Biomilq Labs

Pipeline

Therapeutic programs for vulnerable patient populations.

Biomilq Labs is advancing programs in infection, neonatal care, oncology, immunoglobulin platform development, elder care, and intestinal dysbiosis. The pipeline is centered on clinical settings where current care still leaves meaningful unmet needs.

Areas of Need

Clinical areas where better options may matter.

The portfolio is organized around settings where disease burden remains high and patient populations may be medically vulnerable, clinically complex, or difficult to treat.

Serious infection burden

Hospital-acquired infection and neonatal sepsis remain major clinical problems.

Healthcare-associated infection continues to affect hospitalized patients, and neonatal sepsis remains a major contributor to newborn mortality worldwide. BQ-Skin and BQ-Neonate are positioned around prevention-oriented needs in vulnerable care settings.

CDC HAI data · WHO neonatal sepsis note

Cancer and durable clinical performance

Treatment resistance and sustained clinical performance remain central development problems.

Cancer drug resistance remains a major cause of treatment failure, and durable clinical performance remains important across advanced therapeutic programs. BQ-Tumor and BQ-IGVivo are aligned with those persistent translational needs.

NCI on treatment resistance

Aging and gut resilience

Older adult bone health and intestinal stability are both clinically meaningful targets.

Advancing age increases fracture risk and physiologic vulnerability, while microbiome imbalance can contribute to inflammation and disease susceptibility. BQ-Elder and BQ-Belly are positioned around patient populations where supportive therapeutic development may have broad relevance.

NIA fracture-risk summary · NIEHS microbiome overview

Programs

Current pipeline

Each program is framed at a high level around its target clinical setting. Public descriptions are intentionally focused on indication and patient need rather than technical development details.

Hospital-acquired skin infection prevention

BQ-Skin

A program focused on prevention and treatment of hospital-acquired skin infection.

Scientific note. Hospital-acquired infection remains common, costly, and clinically serious, and Staphylococcus aureus remains an important pathogen in hospital settings.

Potential relevance. A successful prevention-oriented skin therapeutic could help address infection risk in acute-care environments.

Sepsis prevention in neonates

BQ-Neonate

A program focused on prevention of sepsis in neonates.

Scientific note. Neonatal sepsis remains a major cause of newborn mortality and demands rapid intervention in highly vulnerable patients.

Potential relevance. A preventive neonatal sepsis program could have important relevance in newborn and intensive-care settings.

Anti-tumor development

BQ-Tumor

A program focused on anti-tumor therapeutic development.

Scientific note. Cancer remains difficult to control when resistance, recurrence, or treatment tolerability limit durable response.
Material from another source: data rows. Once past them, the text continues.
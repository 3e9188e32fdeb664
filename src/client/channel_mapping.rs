// Copyright (C) 2021 Scott Lamb <slamb@slamb.org>
// SPDX-License-Identifier: MIT OR Apache-2.0

//! Interleaved channel id → stream assignments on the control connection.

use std::num::NonZeroU8;

#[derive(Copy, Clone, Debug, PartialEq, Eq)]
pub enum ChannelType {
    Rtp,
    Rtcp,
}

#[derive(Copy, Clone, Debug, PartialEq, Eq)]
pub struct ChannelMapping {
    pub stream_i: usize,
    pub channel_type: ChannelType,
}

/// Mapping of the 256 possible interleaved channel ids to stream indices.
///
/// Even ids carry RTP and their odd successors RTCP for the same stream.
/// [RFC 2326 section 10.12](https://tools.ietf.org/html/rfc2326#section-10.12)
/// says `interleaved=n` also assigns `n+1`; a server insisting on an odd `n`
/// is rejected. Slot `i` holds `stream_i + 1` for channel pair `2i`/`2i+1`.
#[derive(Default)]
pub struct ChannelMappings(smallvec::SmallVec<[Option<NonZeroU8>; 4]>);

impl ChannelMappings {
    /// Returns the lowest unassigned even channel id, or `None` if all are taken.
    pub fn next_unassigned(&self) -> Option<u8> {
        let slot = self
            .0
            .iter()
            .position(Option::is_none)
            .unwrap_or(self.0.len());
        u8::try_from(slot << 1).ok()
    }

    /// Assigns an even channel id to RTP and its successor to RTCP for `stream_i`.
    pub fn assign(&mut self, channel_id: u8, stream_i: usize) -> Result<(), String> {
        if (channel_id & 1) != 0 {
            return Err(format!("Can't assign odd channel id {}", channel_id));
        }
        let encoded = u8::try_from(stream_i + 1)
            .ok()
            .and_then(NonZeroU8::new)
            .ok_or_else(|| format!("Can't assign channel to stream {}", stream_i))?;
        let slot = usize::from(channel_id >> 1);
        if slot >= self.0.len() {
            self.0.resize(slot + 1, None);
        }
        match self.0[slot] {
            Some(existing) => Err(format!(
                "Channel id {} is already assigned to stream {}; won't reassign to stream {}",
                channel_id,
                existing.get() - 1,
                stream_i
            )),
            None => {
                self.0[slot] = Some(encoded);
                Ok(())
            }
        }
    }

    /// Looks up a channel id's mapping.
    pub fn lookup(&self, channel_id: u8) -> Option<ChannelMapping> {
        let c = (*self.0.get(usize::from(channel_id >> 1))?)?;
        Some(ChannelMapping {
            stream_i: usize::from(c.get() - 1),
            channel_type: if (channel_id & 1) == 0 {
                ChannelType::Rtp
            } else {
                ChannelType::Rtcp
            },
        })
    }

    pub fn clear(&mut self) {
        self.0.clear();
    }
}

impl std::fmt::Debug for ChannelMappings {
    fn fmt(&self, f: &mut std::fmt::Formatter<'_>) -> std::fmt::Result {
        f.debug_map()
            .entries(self.0.iter().enumerate().filter_map(|(i, v)| {
                v.map(|v| (format!("{}-{}", i << 1, (i << 1) + 1), v.get() - 1))
            }))
            .finish()
    }
}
Potential relevance. New anti-tumor options may matter most where longer control or better tolerability could change clinical outcomes.

Immunoglobulin potency and longevity in vivo

BQ-IGVivo

An immunoglobulin platform focused on improved in vivo potency and longevity.

Scientific note. For immunoglobulin programs, potency and persistence remain central to meaningful clinical performance.

Potential relevance. Improved in vivo potency and longevity could support more durable exposure and potentially lower dosing burden.

Elder care therapeutic development

BQ-Elder

An elder care therapeutic program with intended benefits for bone health and host resilience.

Scientific note. Older adults face rising fracture risk, age-related bone fragility, and broader physiologic vulnerability.

Potential relevance. Programs that support bone health and resilience may have broad relevance across medically complex older populations.

Intestinal dysbiosis therapeutic development

BQ-Belly

A program focused on intestinal dysbiosis as a therapeutic target.

Scientific note. The gut microbiome contributes to host defense, immune development, and metabolic function, and microbiome imbalance can contribute to disease susceptibility.

Potential relevance. Therapeutic programs targeting intestinal dysbiosis may matter where gut instability contributes to ongoing disease burden.